I like (maybe even prefer)the more primitive dovetailed boxes too. I have two of these. They were discovered "upstairs someplace" in the family home before I went off to college. They were covered in thick dark green paint, but I refinished them. They served as storage/nightstand in college and ever since. They currently are in the living room. I was told that my grandfather obtained them from a CCC project.

These two sit on a dresser holding hair and jewelry doodads. They originally held fish of some sort, if you can read the red writing on the one.

A stack of dovetailed boxes acts as bookshelves.


A new friend recently gave me this cheery red tea cup as a hostess gift. Much like a child at Christmas who ignores the toy and plays with the box it came in,


I'll be honest and say I am probably more enamoured of the teacup's wonderful packaging.

Saturday, August 1, 2009

Raw Materials

I had what I consider a successful dye session this morning. With some blending on the drum carder, I hope to replicate rhubarb. The colorway was inspired by this photo shown in an earlier post.

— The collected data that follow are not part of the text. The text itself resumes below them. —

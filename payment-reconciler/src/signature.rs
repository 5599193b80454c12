//! Webhook signature verification
//!
//! The gateway signs the canonical payload string with HMAC-SHA256;
//! the signature travels base64-encoded. Verification recomputes the
//! MAC and compares in constant time — a mismatch is a plain `false`,
//! never an exception.

use base64::engine::general_purpose::STANDARD;
use base64::Engine;
use hmac::{Hmac, Mac};
use sha2::Sha256;

type HmacSha256 = Hmac<Sha256>;

/// Sign a canonical payload string (test fixtures, outbound calls)
pub fn sign_payload(payload: &str, secret: &[u8]) -> String {
    let mut mac = HmacSha256::new_from_slice(secret).expect("HMAC accepts any key length");
    mac.update(payload.as_bytes());
    STANDARD.encode(mac.finalize().into_bytes())
}

/// Verify a signature over a canonical payload string.
///
/// Returns `false` for undecodable signatures as well as MAC
/// mismatches; the comparison itself is constant-time.
pub fn verify_signature(payload: &str, signature: &str, secret: &[u8]) -> bool {
    let provided = match STANDARD.decode(signature) {
        Ok(bytes) => bytes,
        Err(_) => return false,
    };

    let mut mac = match HmacSha256::new_from_slice(secret) {
        Ok(mac) => mac,
        Err(_) => return false,
    };
    mac.update(payload.as_bytes());
    mac.verify_slice(&provided).is_ok()
}

/// Generate a random 32-byte webhook secret
pub fn generate_secret() -> [u8; 32] {
    rand::random::<[u8; 32]>()
}
//! Transaction storage
//!
//! Each transaction lives in its own map cell, so payment application
//! and amendments against the same transaction serialize while
//! unrelated transactions proceed concurrently. The store doubles as
//! the reconciler's invoice view: a transaction's id is its invoice id.

use crate::types::Transaction;
use dashmap::DashMap;
use payment_reconciler::{InvoicePaymentStatus, InvoiceStore, InvoiceView};
use rust_decimal::Decimal;
use uuid::Uuid;

/// Settlement status for a paid-vs-total pair
pub(crate) fn settlement_status(total: Decimal, paid: Decimal) -> InvoicePaymentStatus {
    if paid <= Decimal::ZERO {
        InvoicePaymentStatus::Unpaid
    } else if paid >= total {
        InvoicePaymentStatus::Paid
    } else {
        InvoicePaymentStatus::Partial
    }
}

/// In-memory authoritative store for transactions
pub struct TransactionStore {
    transactions: DashMap<Uuid, Transaction>,
}

impl Default for TransactionStore {
    fn default() -> Self {
        Self::new()
    }
}

impl TransactionStore {
    /// Create an empty store
    pub fn new() -> Self {
        Self {
            transactions: DashMap::new(),
        }
    }

    /// Get a transaction by id
    pub fn get(&self, id: Uuid) -> Option<Transaction> {
        self.transactions.get(&id).map(|t| t.clone())
    }

    /// Insert or replace a transaction
    pub fn put(&self, transaction: Transaction) {
        self.transactions.insert(transaction.id, transaction);
    }

    /// Run `f` with exclusive access to a transaction's cell.
    ///
    /// The guard is held for the duration of `f`: document mutations
    /// and payment application against the same transaction serialize,
    /// so neither can overwrite the other's fields with a stale copy.
    pub fn with_mut<R>(&self, id: Uuid, f: impl FnOnce(&mut Transaction) -> R) -> Option<R> {
        self.transactions.get_mut(&id).map(|mut tx| f(tx.value_mut()))
    }

    /// Number of stored transactions
    pub fn len(&self) -> usize {
        self.transactions.len()
    }

    /// Whether the store is empty
    pub fn is_empty(&self) -> bool {
        self.transactions.is_empty()
    }
}

impl InvoiceStore for TransactionStore {
    fn invoice(&self, id: &Uuid) -> Option<InvoiceView> {
        self.transactions.get(id).and_then(|t| {
            if t.voided {
                return None;
            }
            Some(InvoiceView {
                id: t.id,
                total: t.amount,
                paid: t.paid,
                status: t.payment_status,
            })
        })
    }

    fn apply_payment(
        &self,
        id: &Uuid,
        amount: Decimal,
    ) -> payment_reconciler::Result<InvoicePaymentStatus> {
        let mut tx = self
            .transactions
            .get_mut(id)
            .ok_or_else(|| payment_reconciler::Error::InvoiceNotFound(id.to_string()))?;
        if tx.voided {
            return Err(payment_reconciler::Error::InvoiceNotFound(id.to_string()));
        }
        // Re-check under the cell guard; the reconciler's pre-check may
        // be stale by the time this runs.
        if amount > tx.amount - tx.paid {
            return Err(payment_reconciler::Error::Validation(format!(
                "payment of {} exceeds outstanding balance {}",
                amount,
                tx.amount - tx.paid
            )));
        }

        tx.paid += amount;
        tx.payment_status = settlement_status(tx.amount, tx.paid);
        Ok(tx.payment_status)
    }
}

I can imagine a pair of socks from this, the deep red on the feet, mixing with the green just above the ankle, and changing to all green at the ribbing on top. Or even better as mittens, so all of the color change shows. Or a scarf, red at both ends, mixing with green as you go up and completely green at the neck? Or...I'll stop there. I still have to do the blending and spinning! Unless I decide to felt with the batts instead.